[ACTIVITY]:
Your answer should be a single number, the count of lines in the material with the string "match".

-------- SOURCE DATA

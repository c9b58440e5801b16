//! Transport seam between the Raft core and whatever delivers its RPCs.
//!
//! The core only sees [`RaftTransport`]; the binary plugs in the gRPC client
//! (`raft_client`), while tests and the benchmark use [`LocalRouter`] to wire
//! a whole cluster inside one process, including partitions and node removal.

use std::collections::HashMap;
use std::fmt;
use std::sync::{Arc, Mutex};

use crate::raft::node::Raft;
use crate::raft::{
    AppendEntriesArgs, AppendEntriesReply, InstallSnapshotArgs, InstallSnapshotReply,
    RequestVoteArgs, RequestVoteReply,
};

#[derive(Debug)]
pub enum RpcError {
    /// The peer cannot be reached (down, partitioned away, or unknown).
    Unreachable(u64),
    /// The connection or call itself failed.
    Transport(String),
}

impl fmt::Display for RpcError {
    fn fmt(&self, f: &mut fmt::Formatter<'_>) -> fmt::Result {
        match self {
            RpcError::Unreachable(peer) => write!(f, "peer {} unreachable", peer),
            RpcError::Transport(msg) => write!(f, "transport error: {}", msg),
        }
    }
}

impl std::error::Error for RpcError {}

/// Outbound RPC surface. A failed call is indistinguishable from a lost
/// message; the core just retries on its own cadence.
#[tonic::async_trait]
pub trait RaftTransport: Send + Sync + 'static {
    async fn request_vote(
        &self,
        to: u64,
        args: RequestVoteArgs,
    ) -> Result<RequestVoteReply, RpcError>;

    async fn append_entries(
        &self,
        to: u64,
        args: AppendEntriesArgs,
    ) -> Result<AppendEntriesReply, RpcError>;

    async fn install_snapshot(
        &self,
        to: u64,
        args: InstallSnapshotArgs,
    ) -> Result<InstallSnapshotReply, RpcError>;
}

struct RouterInner {
    nodes: HashMap<u64, Arc<Raft>>,
    /// Partition group per node; messages flow only within a group.
    groups: HashMap<u64, u64>,
}

/// In-process message router. Register every node, then hand each one a
/// [`LocalTransport`] bound to its id.
pub struct LocalRouter {
    inner: Mutex<RouterInner>,
}

impl LocalRouter {
    pub fn new() -> Arc<Self> {
        Arc::new(LocalRouter {
            inner: Mutex::new(RouterInner {
                nodes: HashMap::new(),
                groups: HashMap::new(),
            }),
        })
    }

    pub fn register(&self, id: u64, raft: Arc<Raft>) {
        let mut inner = self.inner.lock().unwrap();
        inner.nodes.insert(id, raft);
        inner.groups.entry(id).or_insert(0);
    }

    /// Take the node off the network entirely, as a crash would.
    pub fn remove(&self, id: u64) {
        let mut inner = self.inner.lock().unwrap();
        inner.nodes.remove(&id);
        inner.groups.remove(&id);
    }

    /// Move a node into a partition group.
    pub fn set_group(&self, id: u64, group: u64) {
        self.inner.lock().unwrap().groups.insert(id, group);
    }

    /// Heal all partitions.
    pub fn heal(&self) {
        let mut inner = self.inner.lock().unwrap();
        for group in inner.groups.values_mut() {
            *group = 0;
        }
    }

    fn route(&self, from: u64, to: u64) -> Result<Arc<Raft>, RpcError> {
        let inner = self.inner.lock().unwrap();
        let reachable = match (inner.groups.get(&from), inner.groups.get(&to)) {
            (Some(a), Some(b)) => a == b,
            _ => false,
        };
        if !reachable {
            return Err(RpcError::Unreachable(to));
        }
        inner
            .nodes
            .get(&to)
            .cloned()
            .ok_or(RpcError::Unreachable(to))
    }
}

/// One node's view of the [`LocalRouter`].
pub struct LocalTransport {
    me: u64,
    router: Arc<LocalRouter>,
}

impl LocalTransport {
    pub fn new(me: u64, router: Arc<LocalRouter>) -> Self {
        LocalTransport { me, router }
    }
}

#[tonic::async_trait]
impl RaftTransport for LocalTransport {
    async fn request_vote(
        &self,
        to: u64,
        args: RequestVoteArgs,
    ) -> Result<RequestVoteReply, RpcError> {
        let target = self.router.route(self.me, to)?;
        Ok(target.handle_request_vote(args))
    }

    async fn append_entries(
        &self,
        to: u64,
        args: AppendEntriesArgs,
    ) -> Result<AppendEntriesReply, RpcError> {
        let target = self.router.route(self.me, to)?;
        Ok(target.handle_append_entries(args))
    }

    async fn install_snapshot(
        &self,
        to: u64,
        args: InstallSnapshotArgs,
    ) -> Result<InstallSnapshotReply, RpcError> {
        let target = self.router.route(self.me, to)?;
        Ok(target.handle_install_snapshot(args))
    }
}
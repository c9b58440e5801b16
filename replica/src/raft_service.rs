//! Raft service implementation
//!
//! This module implements the gRPC service for Raft communication between
//! nodes, translating between the wire messages and the core types.

use std::sync::Arc;
use std::time::Instant;

use crate::metrics;
use crate::raft::node::Raft;
use crate::raft::{
    AppendEntriesArgs, AppendEntriesReply, InstallSnapshotArgs, LogEntry, RequestVoteArgs,
};
use pb::raft_service_server::RaftService;

/// Protocol buffer definitions for the Raft service
pub mod pb {
    tonic::include_proto!("raft");
}

impl From<pb::Entry> for LogEntry {
    fn from(e: pb::Entry) -> Self {
        LogEntry {
            term: e.term,
            command: e.command,
        }
    }
}

impl From<LogEntry> for pb::Entry {
    fn from(e: LogEntry) -> Self {
        pb::Entry {
            term: e.term,
            command: e.command,
        }
    }
}

impl From<pb::AppendEntriesRequest> for AppendEntriesArgs {
    fn from(req: pb::AppendEntriesRequest) -> Self {
        AppendEntriesArgs {
            term: req.term,
            leader_id: req.leader_id,
            prev_log_index: req.prev_log_index,
            prev_log_term: req.prev_log_term,
            entries: req.entries.into_iter().map(Into::into).collect(),
            leader_commit: req.leader_commit,
        }
    }
}

impl From<AppendEntriesArgs> for pb::AppendEntriesRequest {
    fn from(args: AppendEntriesArgs) -> Self {
        pb::AppendEntriesRequest {
            term: args.term,
            leader_id: args.leader_id,
            prev_log_index: args.prev_log_index,
            prev_log_term: args.prev_log_term,
            entries: args.entries.into_iter().map(Into::into).collect(),
            leader_commit: args.leader_commit,
        }
    }
}

impl From<pb::AppendEntriesResponse> for AppendEntriesReply {
    fn from(resp: pb::AppendEntriesResponse) -> Self {
        AppendEntriesReply {
            term: resp.term,
            success: resp.success,
            rejected_by_term: resp.rejected_by_term,
            next_index: resp.next_index,
            x_term: resp.x_term,
            x_index: resp.x_index,
            x_len: resp.x_len,
        }
    }
}

/// Raft service implementation
pub struct RaftServiceSVC {
    raft: Arc<Raft>,
}

impl RaftServiceSVC {
    pub fn new(raft: Arc<Raft>) -> Self {
        RaftServiceSVC { raft }
    }
}

#[tonic::async_trait]
impl RaftService for RaftServiceSVC {
    async fn request_vote(
        &self,
        request: tonic::Request<pb::RequestVoteRequest>,
    ) -> Result<tonic::Response<pb::RequestVoteResponse>, tonic::Status> {
        let started = Instant::now();
        let req = request.into_inner();
        let reply = self.raft.handle_request_vote(RequestVoteArgs {
            term: req.term,
            candidate_id: req.candidate_id,
            last_log_index: req.last_log_index,
            last_log_term: req.last_log_term,
        });
        let outcome = if reply.vote_granted { "granted" } else { "denied" };
        metrics::observe_rpc("request_vote", outcome, started);
        Ok(tonic::Response::new(pb::RequestVoteResponse {
            term: reply.term,
            vote_granted: reply.vote_granted,
        }))
    }

    async fn append_entries(
        &self,
        request: tonic::Request<pb::AppendEntriesRequest>,
    ) -> Result<tonic::Response<pb::AppendEntriesResponse>, tonic::Status> {
        let started = Instant::now();
        let reply = self.raft.handle_append_entries(request.into_inner().into());
        let outcome = if reply.rejected_by_term {
            "stale"
        } else if reply.success {
            "ok"
        } else {
            "conflict"
        };
        metrics::observe_rpc("append_entries", outcome, started);
        Ok(tonic::Response::new(pb::AppendEntriesResponse {
            term: reply.term,
            success: reply.success,
            rejected_by_term: reply.rejected_by_term,
            next_index: reply.next_index,
            x_term: reply.x_term,
            x_index: reply.x_index,
            x_len: reply.x_len,
        }))
    }

    async fn install_snapshot(
        &self,
        request: tonic::Request<pb::InstallSnapshotRequest>,
    ) -> Result<tonic::Response<pb::InstallSnapshotResponse>, tonic::Status> {
        let started = Instant::now();
        let req = request.into_inner();
        let sender_term = req.term;
        let reply = self.raft.handle_install_snapshot(InstallSnapshotArgs {
            term: req.term,
            last_included_index: req.last_included_index,
            last_included_term: req.last_included_term,
            snapshot: req.snapshot,
        });
        let outcome = if reply.term > sender_term { "stale" } else { "accepted" };
        metrics::observe_rpc("install_snapshot", outcome, started);
        Ok(tonic::Response::new(pb::InstallSnapshotResponse {
            term: reply.term,
        }))
    }
}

----------------

[TASK SOLUTION]:
2